Functional Change of Effector Tumor-Infiltrating CCR5(+)CD38(+)HLA-DR(+)CD8(+) T Cells in Glioma Microenvironment

Human glioma facilitates an impaired anti-tumor immunity response, including defects in circulation of T lymphocytes. The level of CD8(+) T-cell activation acts as an immune regulator associated with disease progression. However, little is known about the characteristics of peripheral and tumor-infiltrating CD8(+) T cells in patients with glioma. In this study, we examined the level of CD8(+) T-cell activation in a group of 143 patients with glioma and determined that peripheral CD3(+) T cells decreased in accordance with disease severity.
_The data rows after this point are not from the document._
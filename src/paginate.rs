// Copyright 2025-present Harīṣh Tummalachērla
// SPDX-License-Identifier: Apache-2.0

//! Slicing an ordered list into pages.
//!
//! Pages are 1-based. `total_pages` is never zero, so "page 1 of 1" is the
//! empty-result case rather than "page 1 of 0".

/// One page of results.
#[derive(Debug, Clone, PartialEq, Eq)]
pub struct Page<T> {
    pub items: Vec<T>,
    pub total_pages: usize,
}

/// Number of pages needed for `len` items, at least 1.
pub fn total_pages(len: usize, page_size: usize) -> usize {
    let page_size = page_size.max(1);
    len.div_ceil(page_size).max(1)
}

/// Items `[(page - 1) × size, page × size)`, clipped to the list.
///
/// A page past the end is empty. Page 0 is treated as page 1 and a zero page
/// size as 1; neither is worth failing over.
pub fn paginate<T: Clone>(items: &[T], page: usize, page_size: usize) -> Page<T> {
    let page_size = page_size.max(1);
    let page = page.max(1);

    let start = (page - 1).saturating_mul(page_size).min(items.len());
    let end = start.saturating_add(page_size).min(items.len());

    Page {
        items: items[start..end].to_vec(),
        total_pages: total_pages(items.len(), page_size),
    }
}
The patients' peripheral CD8(+) T-cell populations were similar to that of healthy donors, and a small amount of CD8(+) tumor-infiltrating lymphocytes was identified in glioma tissues. An increase in activated CD8(+) T cells, characterized as CD38(+)HLA-DR(+), and their association with disease progression were identified in the patients' peripheral blood and glioma, and shown to display enriched CCR5(+) and TNFR2(+) expression levels. Ex vivo examination of CD38(+)HLA-DR(+)CD8(+) T cells indicated that this subset of cells displayed stronger secretion of IFN-γ and IL-2 before and after a 6-h stimulation with phorbol 12-myristate 13-acetate (PMA) and ionomycin (ION) relative to healthy CD38(+)HLA-DR(+)CD8(+) T cells, indicating the functional feasibility of CD38(+)HLA-DR(+)CD8(+) T cells. Higher CCL5 protein and mRNA levels were identified in glioma tissues, which was consistent with the immunohistochemistry results revealing both CCL5 and CD38(+)HLA-DR(+)CD8(+) T cell expression. Patients' CCR5(+)CD38(+)HLA-DR(+)CD8(+) T cells were further validated and shown to display increases in CD45RA(+)CCR7(−) and T-bet(+) accompanied by substantial CD107-a, IFN-γ, and Granzyme B levels in response to glioma cells.